EXERCISE AIM: Word for word, the records below are to be set down again.

Stored data entries
▼

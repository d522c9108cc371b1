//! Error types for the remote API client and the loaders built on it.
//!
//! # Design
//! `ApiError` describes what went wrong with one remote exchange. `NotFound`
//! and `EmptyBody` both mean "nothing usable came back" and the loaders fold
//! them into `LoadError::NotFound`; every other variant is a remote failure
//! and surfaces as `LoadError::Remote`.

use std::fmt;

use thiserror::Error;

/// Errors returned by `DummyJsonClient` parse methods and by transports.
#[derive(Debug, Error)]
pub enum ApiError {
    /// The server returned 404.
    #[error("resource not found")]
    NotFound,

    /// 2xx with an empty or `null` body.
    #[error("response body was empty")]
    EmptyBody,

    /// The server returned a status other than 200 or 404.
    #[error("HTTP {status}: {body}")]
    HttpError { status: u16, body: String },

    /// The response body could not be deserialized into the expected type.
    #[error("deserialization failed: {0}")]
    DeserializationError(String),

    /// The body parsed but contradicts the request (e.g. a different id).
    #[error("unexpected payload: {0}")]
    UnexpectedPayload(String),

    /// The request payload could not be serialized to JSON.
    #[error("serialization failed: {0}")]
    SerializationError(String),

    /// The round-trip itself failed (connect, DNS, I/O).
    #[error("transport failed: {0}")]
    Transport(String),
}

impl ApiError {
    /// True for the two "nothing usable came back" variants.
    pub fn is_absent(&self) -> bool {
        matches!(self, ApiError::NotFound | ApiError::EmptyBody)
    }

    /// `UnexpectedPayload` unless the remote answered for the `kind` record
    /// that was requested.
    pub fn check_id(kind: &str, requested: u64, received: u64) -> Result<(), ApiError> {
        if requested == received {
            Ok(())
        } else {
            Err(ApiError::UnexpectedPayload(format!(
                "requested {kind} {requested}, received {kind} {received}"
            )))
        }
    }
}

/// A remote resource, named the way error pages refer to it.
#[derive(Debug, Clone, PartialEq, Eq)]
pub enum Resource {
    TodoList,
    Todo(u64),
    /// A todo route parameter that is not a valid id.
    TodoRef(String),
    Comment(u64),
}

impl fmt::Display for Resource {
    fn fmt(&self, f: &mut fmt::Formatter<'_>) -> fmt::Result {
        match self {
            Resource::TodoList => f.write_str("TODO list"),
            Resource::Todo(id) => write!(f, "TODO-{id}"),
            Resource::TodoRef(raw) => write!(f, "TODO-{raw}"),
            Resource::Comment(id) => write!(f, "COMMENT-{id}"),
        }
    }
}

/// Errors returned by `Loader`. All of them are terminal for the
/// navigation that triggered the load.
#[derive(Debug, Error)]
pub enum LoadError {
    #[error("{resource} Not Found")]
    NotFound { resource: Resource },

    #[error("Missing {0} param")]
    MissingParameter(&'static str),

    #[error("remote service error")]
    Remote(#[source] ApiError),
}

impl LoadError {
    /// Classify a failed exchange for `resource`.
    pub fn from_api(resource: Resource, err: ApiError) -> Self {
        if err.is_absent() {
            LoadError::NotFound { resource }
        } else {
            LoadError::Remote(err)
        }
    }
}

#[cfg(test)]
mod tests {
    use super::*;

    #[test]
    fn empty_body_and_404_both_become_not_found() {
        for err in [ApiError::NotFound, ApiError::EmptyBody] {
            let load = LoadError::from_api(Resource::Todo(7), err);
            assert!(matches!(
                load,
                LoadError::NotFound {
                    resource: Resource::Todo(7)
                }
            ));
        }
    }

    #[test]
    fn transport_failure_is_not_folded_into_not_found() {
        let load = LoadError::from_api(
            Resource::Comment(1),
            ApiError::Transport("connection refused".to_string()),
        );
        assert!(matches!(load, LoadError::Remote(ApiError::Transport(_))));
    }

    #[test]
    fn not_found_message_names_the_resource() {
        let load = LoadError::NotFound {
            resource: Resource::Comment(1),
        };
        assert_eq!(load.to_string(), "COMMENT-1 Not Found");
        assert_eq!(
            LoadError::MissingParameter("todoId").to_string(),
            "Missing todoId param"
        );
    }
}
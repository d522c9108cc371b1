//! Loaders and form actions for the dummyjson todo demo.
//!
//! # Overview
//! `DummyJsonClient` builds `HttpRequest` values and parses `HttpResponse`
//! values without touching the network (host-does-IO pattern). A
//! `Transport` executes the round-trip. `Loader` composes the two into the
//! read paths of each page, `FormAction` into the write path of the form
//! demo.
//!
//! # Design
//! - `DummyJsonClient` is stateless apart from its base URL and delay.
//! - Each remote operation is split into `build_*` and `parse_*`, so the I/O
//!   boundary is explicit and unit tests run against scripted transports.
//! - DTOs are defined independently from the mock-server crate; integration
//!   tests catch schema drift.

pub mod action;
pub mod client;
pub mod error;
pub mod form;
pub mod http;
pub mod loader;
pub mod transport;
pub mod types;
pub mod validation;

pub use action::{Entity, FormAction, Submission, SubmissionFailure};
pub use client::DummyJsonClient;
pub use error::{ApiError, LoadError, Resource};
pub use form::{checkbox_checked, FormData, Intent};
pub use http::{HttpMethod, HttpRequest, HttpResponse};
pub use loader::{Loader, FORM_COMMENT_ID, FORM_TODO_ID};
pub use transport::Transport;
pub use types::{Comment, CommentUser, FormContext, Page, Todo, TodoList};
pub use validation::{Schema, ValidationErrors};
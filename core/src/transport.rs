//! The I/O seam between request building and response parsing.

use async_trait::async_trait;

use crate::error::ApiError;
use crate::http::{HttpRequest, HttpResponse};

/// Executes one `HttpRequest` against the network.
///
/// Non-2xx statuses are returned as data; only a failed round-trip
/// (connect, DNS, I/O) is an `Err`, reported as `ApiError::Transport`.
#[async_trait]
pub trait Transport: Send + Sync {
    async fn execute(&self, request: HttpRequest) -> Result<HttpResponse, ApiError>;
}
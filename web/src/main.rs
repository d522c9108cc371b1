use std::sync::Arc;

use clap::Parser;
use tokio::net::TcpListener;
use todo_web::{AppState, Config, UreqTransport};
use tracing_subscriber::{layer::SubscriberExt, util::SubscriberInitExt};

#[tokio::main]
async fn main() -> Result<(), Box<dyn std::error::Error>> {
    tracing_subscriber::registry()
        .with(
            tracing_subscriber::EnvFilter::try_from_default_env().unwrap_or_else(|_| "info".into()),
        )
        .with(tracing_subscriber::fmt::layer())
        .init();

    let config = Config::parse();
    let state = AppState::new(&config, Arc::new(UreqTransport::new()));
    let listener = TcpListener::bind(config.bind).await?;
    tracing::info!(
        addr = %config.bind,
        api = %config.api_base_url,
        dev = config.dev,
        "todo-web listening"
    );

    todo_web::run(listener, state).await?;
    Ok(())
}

▲

WRITTEN SOLUTION:
repository d522c9108cc371b1
//! Error types for the remote API client and the loaders built on it.
//!
//! # Design
//! `ApiError` describes what went wrong with one remote exchange. `NotFound`
//! and `EmptyBody` both mean "nothing usable came back" and the loaders fold
//! them into `LoadError::NotFound`; every other variant is a remote failure
//! and surfaces as `LoadError::Remote`.

use std::fmt;

use thiserror::Error;

/// Errors returned by `DummyJsonClient` parse methods and by transports.
#[derive(Debug, Error)]
pub enum ApiError {
    /// The server returned 404.
    #[error("resource not found")]
    NotFound,

    /// 2xx with an empty or `null` body.
    #[error("response body was empty")]
    EmptyBody,

    /// The server returned a status other than 200 or 404.
    #[error("HTTP {status}: {body}")]
    HttpError { status: u16, body: String },

    /// The response body could not be deserialized into the expected type.
    #[error("deserialization failed: {0}")]
    DeserializationError(String),

    /// The body parsed but contradicts the request (e.g. a different id).
    #[error("unexpected payload: {0}")]
    UnexpectedPayload(String),

    /// The request payload could not be serialized to JSON.
    #[error("serialization failed: {0}")]
    SerializationError(String),

    /// The round-trip itself failed (connect, DNS, I/O).
    #[error("transport failed: {0}")]
    Transport(String),
}

impl ApiError {
    /// True for the two "nothing usable came back" variants.
    pub fn is_absent(&self) -> bool {
        matches!(self, ApiError::NotFound | ApiError::EmptyBody)
    }

    /// `UnexpectedPayload` unless the remote answered for the `kind` record
    /// that was requested.
    pub fn check_id(kind: &str, requested: u64, received: u64) -> Result<(), ApiError> {
        if requested == received {
            Ok(())
        } else {
            Err(ApiError::UnexpectedPayload(format!(
                "requested {kind} {requested}, received {kind} {received}"
            )))
        }
    }
}

/// A remote resource, named the way error pages refer to it.
#[derive(Debug, Clone, PartialEq, Eq)]
pub enum Resource {
    TodoList,
    Todo(u64),
    /// A todo route parameter that is not a valid id.
    TodoRef(String),
    Comment(u64),
}

impl fmt::Display for Resource {
    fn fmt(&self, f: &mut fmt::Formatter<'_>) -> fmt::Result {
        match self {
            Resource::TodoList => f.write_str("TODO list"),
            Resource::Todo(id) => write!(f, "TODO-{id}"),
            Resource::TodoRef(raw) => write!(f, "TODO-{raw}"),
            Resource::Comment(id) => write!(f, "COMMENT-{id}"),
        }
    }
}

/// Errors returned by `Loader`. All of them are terminal for the
/// navigation that triggered the load.
#[derive(Debug, Error)]
pub enum LoadError {
    #[error("{resource} Not Found")]
    NotFound { resource: Resource },

    #[error("Missing {0} param")]
    MissingParameter(&'static str),

    #[error("remote service error")]
    Remote(#[source] ApiError),
}

impl LoadError {
    /// Classify a failed exchange for `resource`.
    pub fn from_api(resource: Resource, err: ApiError) -> Self {
        if err.is_absent() {
            LoadError::NotFound { resource }
        } else {
            LoadError::Remote(err)
        }
    }
}

#[cfg(test)]
mod tests {
    use super::*;

    #[test]
    fn empty_body_and_404_both_become_not_found() {
        for err in [ApiError::NotFound, ApiError::EmptyBody] {
            let load = LoadError::from_api(Resource::Todo(7), err);
            assert!(matches!(
                load,
                LoadError::NotFound {
                    resource: Resource::Todo(7)
                }
            ));
        }
    }

    #[test]
    fn transport_failure_is_not_folded_into_not_found() {
        let load = LoadError::from_api(
            Resource::Comment(1),
            ApiError::Transport("connection refused".to_string()),
        );
        assert!(matches!(load, LoadError::Remote(ApiError::Transport(_))));
    }

    #[test]
    fn not_found_message_names_the_resource() {
        let load = LoadError::NotFound {
            resource: Resource::Comment(1),
        };
        assert_eq!(load.to_string(), "COMMENT-1 Not Found");
        assert_eq!(
            LoadError::MissingParameter("todoId").to_string(),
            "Missing todoId param"
        );
    }
}
repository d522c9108cc371b1
//! Loaders and form actions for the dummyjson todo demo.
//!
//! # Overview
//! `DummyJsonClient` builds `HttpRequest` values and parses `HttpResponse`
//! values without touching the network (host-does-IO pattern). A
//! `Transport` executes the round-trip. `Loader` composes the two into the
//! read paths of each page, `FormAction` into the write path of the form
//! demo.
//!
//! # Design
//! - `DummyJsonClient` is stateless apart from its base URL and delay.
//! - Each remote operation is split into `build_*` and `parse_*`, so the I/O
//!   boundary is explicit and unit tests run against scripted transports.
//! - DTOs are defined independently from the mock-server crate; integration
//!   tests catch schema drift.

pub mod action;
pub mod client;
pub mod error;
pub mod form;
pub mod http;
pub mod loader;
pub mod transport;
pub mod types;
pub mod validation;

pub use action::{Entity, FormAction, Submission, SubmissionFailure};
pub use client::DummyJsonClient;
pub use error::{ApiError, LoadError, Resource};
pub use form::{checkbox_checked, FormData, Intent};
pub use http::{HttpMethod, HttpRequest, HttpResponse};
pub use loader::{Loader, FORM_COMMENT_ID, FORM_TODO_ID};
pub use transport::Transport;
pub use types::{Comment, CommentUser, FormContext, Page, Todo, TodoList};
pub use validation::{Schema, ValidationErrors};
filename core/src/transport.rs
//! The I/O seam between request building and response parsing.

use async_trait::async_trait;

use crate::error::ApiError;
use crate::http::{HttpRequest, HttpResponse};

/// Executes one `HttpRequest` against the network.
///
/// Non-2xx statuses are returned as data; only a failed round-trip
/// (connect, DNS, I/O) is an `Err`, reported as `ApiError::Transport`.
#[async_trait]
pub trait Transport: Send + Sync {
    async fn execute(&self, request: HttpRequest) -> Result<HttpResponse, ApiError>;
}
filename web/src/main.rs
repository d522c9108cc371b1
use std::sync::Arc;

use clap::Parser;
use tokio::net::TcpListener;
use todo_web::{AppState, Config, UreqTransport};
use tracing_subscriber::{layer::SubscriberExt, util::SubscriberInitExt};

#[tokio::main]
async fn main() -> Result<(), Box<dyn std::error::Error>> {
    tracing_subscriber::registry()
        .with(
            tracing_subscriber::EnvFilter::try_from_default_env().unwrap_or_else(|_| "info".into()),
        )
        .with(tracing_subscriber::fmt::layer())
        .init();

    let config = Config::parse();
    let state = AppState::new(&config, Arc::new(UreqTransport::new()));
    let listener = TcpListener::bind(config.bind).await?;
    tracing::info!(
        addr = %config.bind,
        api = %config.api_base_url,
        dev = config.dev,
        "todo-web listening"
    );

    todo_web::run(listener, state).await?;
    Ok(())
}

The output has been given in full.